🤖 AI Summary
In ideologically diverse online group chats, enhancing social cohesion through AI constitutes a critical challenge. This paper proposes a relationship-oriented large language model (LLM) message suggestion mechanism that diverges from conventional personalized recommendation paradigms. Instead of optimizing for individual preference alone, our approach dynamically integrates user-specific preferences with collective group stances and employs linguistic style adaptation to foster cross-position understanding. Empirical evaluation demonstrates that the method significantly improves conversational inclusivity, reduces opinion segregation, and strengthens group identification and collaborative intent. Crucially, this work is the first to systematically demonstrate how shifting AI-mediated communication support—from “individual adaptation” to “relational bridging”—exerts positive structural effects on social cohesion.

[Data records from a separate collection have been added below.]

/// Test: the builder follows the toolchain declared by the source
#[tokio::test]
async fn test_builder_image_follows_go_mod() {
    let fx = Fixture::new(FakeBehavior {
        go_mod: Some("module github.com/ovh/venom\n\ngo 1.21\n\nrequire (\n\tgithub.com/a/b v1.0.0\n)\n".into()),
        ..FakeBehavior::default()
    });

    let image = fx.harness.build().await.unwrap();
    assert_eq!(image.toolchain.as_str(), "1.21");
    assert_eq!(fx.engine.execs()[0].image, "golang:1.21");
}

/// Test: a malformed manifest stops the build before any container runs
#[tokio::test]
async fn test_malformed_go_mod() {
    let fx = Fixture::new(FakeBehavior {
        go_mod: Some("module x\nrequire (\n".into()),
        ..FakeBehavior::default()
    });
    fx.suite("health.yml", passing_suite());

    let err = fx.harness.test(&fx.tests()).await.unwrap_err();

    assert!(matches!(err, HarnessError::ManifestParse { .. }), "got {:?}", err);
    assert!(fx.engine.execs().is_empty());
    assert!(fx.engine.images().is_empty());
}

/// Test: a missing manifest is a read error
#[tokio::test]
async fn test_missing_go_mod() {
    let fx = Fixture::new(FakeBehavior {
        go_mod: None,
        ..FakeBehavior::default()
    });

    let err = fx.harness.build().await.unwrap_err();
    assert!(matches!(err, HarnessError::ManifestRead { .. }), "got {:?}", err);
}

/// Test: a failing compile surfaces as a build error with its stderr
#[tokio::test]
async fn test_build_failure() {
    let fx = Fixture::new(FakeBehavior {
        build_exit_code: 2,
        ..FakeBehavior::default()
    });
    fx.suite("health.yml", passing_suite());

    let err = fx.harness.test(&fx.tests()).await.unwrap_err();

    match err {
        HarnessError::BuildExecution {
            step,
            source: StepFailure::NonZeroExit { exit_code, stderr },
        } => {
            assert_eq!(step, "make build");
            assert_eq!(exit_code, 2);
            assert!(stderr.contains("Error 1"));
        }
        other => panic!("expected BuildExecution, got {:?}", other),
    }
    assert_eq!(fx.engine.execs().len(), 1, "test container must not run");
}

/// Test: a build that leaves no binary is a build error
#[tokio::test]
async fn test_missing_artifact() {
    let fx = Fixture::new(FakeBehavior {
        produce_artifact: false,
        ..FakeBehavior::default()
    });

    let err = fx.harness.build().await.unwrap_err();
    assert!(matches!(
        err,
        HarnessError::BuildExecution {
            source: StepFailure::MissingArtifact(_),
            ..
        }
    ));
    assert!(fx.engine.images().is_empty());
}

/// Test: an unreachable source repository
#[tokio::test]
async fn test_fetch_failure() {
    let fx = Fixture::new(FakeBehavior {
        fetch_error: Some("could not resolve host".into()),
        ..FakeBehavior::default()
    });

    let err = fx.harness.build().await.unwrap_err();
    match err {
        HarnessError::Source { url, .. } => assert_eq!(url, "https://example.invalid/ovh/venom"),
        other => panic!("expected Source, got {:?}", other),
    }
}

/// Test: a missing capture file is a retrieval error, not exit code 0
#[tokio::test]
async fn test_missing_exit_code_file() {
    let fx = Fixture::new(FakeBehavior {
        exit_capture: ExitCapture::Missing,
        ..FakeBehavior::default()
    });
    fx.suite("health.yml", passing_suite());

    let err = fx.harness.test(&fx.tests()).await.unwrap_err();
    assert!(matches!(err, HarnessError::ResultRetrieval { .. }), "got {:?}", err);
}

/// Test: non-numeric capture contents are rejected
#[tokio::test]
async fn test_garbage_exit_code() {
    let fx = Fixture::new(FakeBehavior {
        exit_capture: ExitCapture::Contents("-n 0".into()),
        ..FakeBehavior::default()
    });
    fx.suite("health.yml", passing_suite());

    let err = fx.harness.test(&fx.tests()).await.unwrap_err();
    match err {
        HarnessError::InvalidExitCode { raw, .. } => assert_eq!(raw, "-n 0"),
        other => panic!("expected InvalidExitCode, got {:?}", other),
    }
}

/// Test: trailing whitespace in the capture file is tolerated
#[tokio::test]
async fn test_exit_code_with_newline() {
    let fx = Fixture::new(FakeBehavior {
        exit_capture: ExitCapture::Contents("1\n".into()),
        ..FakeBehavior::default()
    });
    fx.suite("health.yml", passing_suite());

    let results = fx.harness.test(&fx.tests()).await.unwrap();
    assert_eq!(results.exit_code, 1);
}

/// Test: an engine failure while running the tests
#[tokio::test]
async fn test_runtime_failure() {
    let fx = Fixture::happy();
    fx.suite("health.yml", passing_suite());
    let image = fx.harness.build().await.unwrap();

    let broken = Arc::new(FakeEngine::with_behavior(
        fx.scratch.path(),
        FakeBehavior {
            runtime_error: Some("Cannot connect to the Docker daemon".into()),
            ..FakeBehavior::default()
        },
    ));
    let runner = TestRunner::new(broken.clone(), RunOptions::default());
    let mut tracker = PhaseTracker::starting_at("run-1", RunPhase::Built);

    let err = runner
        .run_tracked(&image, &fx.tests(), &mut tracker)
        .await
        .unwrap_err();

    assert!(matches!(
        err,
        HarnessError::ContainerExecution {
            source: StepFailure::Engine(_)
        }
    ));
    assert!(matches!(tracker.current(), RunPhase::Failed { .. }));
    // No partial results are left behind.
    assert_eq!(broken.discarded().len(), 1);
    assert!(!broken.discarded()[0].path().exists());
}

It thereby provides both a theoretically grounded framework and an implementable technical pathway for cultivating more resilient digital public spheres.
📝 Abstract
Social cohesion is difficult to sustain in societies marked by opinion diversity, particularly in online communication. As large language model (LLM)-driven messaging assistance becomes increasingly embedded in these contexts, it raises critical questions about its societal impact. We present an online experiment with 557 participants who engaged in multi-round discussions on politically controversial topics while freely reconfiguring their discussion groups. In some conditions, participants received real-time message suggestions generated by an LLM, either personalized to the individual or adapted to their group context. We find that subtle shifts in linguistic style during communication, mediated by AI assistance, can scale up to reshape collective structures. While individual-focused assistance leads users to segregate into like-minded groups, relational assistance that incorporates group members' stances enhances cohesion through more receptive exchanges. These findings demonstrate that AI-mediated communication can support social cohesion in diverse groups, but outcomes critically depend on how personalization is designed.